— La position de l'abbé Gabriel est complexe: d'abord comme héritier de la famille Rennepont…
— Mais il a fait cession de ses droits? demanda le cardinal.
— Oui, monseigneur, et cette cession, d'abord entachée de vices de formes, a été depuis peu, et de son consentement, il faut le dire encore, parfaitement régularisée; car il avait fait serment, quoi qu'il arrivât, de faire abandon à la compagnie de Jésus de sa part de ces biens.
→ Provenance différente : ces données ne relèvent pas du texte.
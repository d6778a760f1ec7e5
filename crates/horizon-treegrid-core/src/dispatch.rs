//! Deferred, in-order processing of change notifications.
//!
//! A [`ChangeQueue`] lets an engine accept a change while it is already in the
//! middle of handling another one. The outermost caller drains the queue; any
//! change pushed by a re-entrant call is appended and handled after the
//! current one completes, so changes are always applied one at a time and in
//! arrival order.

use std::collections::VecDeque;
use std::sync::atomic::{AtomicBool, Ordering};

use parking_lot::Mutex;

use crate::logging::targets;

/// A FIFO of pending changes with a single active drainer.
pub struct ChangeQueue<T> {
    pending: Mutex<VecDeque<T>>,
    processing: AtomicBool,
}

impl<T> Default for ChangeQueue<T> {
    fn default() -> Self {
        Self::new()
    }
}

impl<T> std::fmt::Debug for ChangeQueue<T> {
    fn fmt(&self, f: &mut std::fmt::Formatter<'_>) -> std::fmt::Result {
        f.debug_struct("ChangeQueue")
            .field("pending", &self.len())
            .field("processing", &self.is_processing())
            .finish()
    }
}

/// Clears the processing flag even if the handler panics.
struct ProcessingGuard<'a>(&'a AtomicBool);

impl Drop for ProcessingGuard<'_> {
    fn drop(&mut self) {
        self.0.store(false, Ordering::SeqCst);
    }
}

impl<T> ChangeQueue<T> {
    /// Create an empty queue.
    pub fn new() -> Self {
        Self {
            pending: Mutex::new(VecDeque::new()),
            processing: AtomicBool::new(false),
        }
    }

    /// Append a change to the back of the queue.
    pub fn push(&self, item: T) {
        self.pending.lock().push_back(item);
    }

    /// Number of changes waiting to be handled.
    pub fn len(&self) -> usize {
        self.pending.lock().len()
    }

    /// Check if no changes are waiting.
    pub fn is_empty(&self) -> bool {
        self.pending.lock().is_empty()
    }

    /// Check whether a drain is currently in progress.
    pub fn is_processing(&self) -> bool {
        self.processing.load(Ordering::SeqCst)
    }

    /// Handle every pending change, including changes pushed by `handler`.
    ///
    /// Returns `false` without doing anything if another drain is already in
    /// progress; that drain will pick up whatever is pending. The queue lock is
    /// never held while `handler` runs.
    pub fn drain<F>(&self, mut handler: F) -> bool
    where
        F: FnMut(T),
    {
        if self
            .processing
            .compare_exchange(false, true, Ordering::SeqCst, Ordering::SeqCst)
            .is_err()
        {
            tracing::trace!(target: targets::DISPATCH, "drain already active, change deferred");
            return false;
        }
        let _guard = ProcessingGuard(&self.processing);

        let mut handled = 0usize;
        loop {
            let next = self.pending.lock().pop_front();
            match next {
                Some(item) => {
                    handler(item);
                    handled += 1;
                }
                None => break,
            }
        }
        tracing::trace!(target: targets::DISPATCH, handled, "change queue drained");
        true
    }
}

static_assertions::assert_impl_all!(ChangeQueue<usize>: Send, Sync);
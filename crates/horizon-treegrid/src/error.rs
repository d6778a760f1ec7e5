//! Error types for the tree grid.
//!
//! Only configuration mistakes and contract violations are errors. Stale or
//! out-of-range paths and row indices are expected during interactive use and
//! resolve to "nothing happened" instead.

use std::path::PathBuf;

/// Result type alias for tree grid operations.
pub type Result<T> = std::result::Result<T, TreeError>;

/// Errors that can occur in the tree grid.
#[derive(Debug, thiserror::Error)]
pub enum TreeError {
    /// A row or selection operation was requested before an expander column
    /// defined how the tree expands.
    #[error("no expander column has been added to the grid")]
    NoExpanderColumn,

    /// A second expander column was added.
    #[error("the grid already has an expander column")]
    DuplicateExpanderColumn,

    /// A column index did not name a column.
    #[error("column {index} out of range (grid has {count} columns)")]
    ColumnOutOfRange { index: usize, count: usize },

    /// `end_batch` was called without a matching `begin_batch`.
    #[error("end_batch called without a matching begin_batch")]
    UnbalancedBatch,

    /// A source collection reported a change that does not fit its current
    /// content.
    #[error("unsupported collection change: {reason}")]
    UnsupportedChange { reason: String },

    /// Options could not be decoded.
    #[error("invalid grid options: {0}")]
    Config(#[from] toml::de::Error),

    /// Options could not be encoded.
    #[error("failed to encode grid options: {0}")]
    ConfigEncode(#[from] toml::ser::Error),

    /// File I/O error.
    #[error("failed to access '{path}': {source}")]
    Io {
        path: PathBuf,
        #[source]
        source: std::io::Error,
    },
}

impl TreeError {
    /// Create an unsupported-change error.
    pub fn unsupported(reason: impl Into<String>) -> Self {
        Self::UnsupportedChange {
            reason: reason.into(),
        }
    }

    /// Create an I/O error.
    pub fn io(path: impl Into<PathBuf>, source: std::io::Error) -> Self {
        Self::Io {
            path: path.into(),
            source,
        }
    }
}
Néanmoins, Sa Révérence le père Rodin croit que si Votre Éminence, après avoir montré à l'abbé Gabriel qu'il allait être révoqué par ses supérieurs, lui proposait une position éminente à Rome… on pourrait peut-être lui faire quitter la France et éveiller en lui des sentiments d'ambition qui sommeillent sans doute; car, Votre Éminence l'a dit fort judicieusement, tout réformateur doit être ambitieux.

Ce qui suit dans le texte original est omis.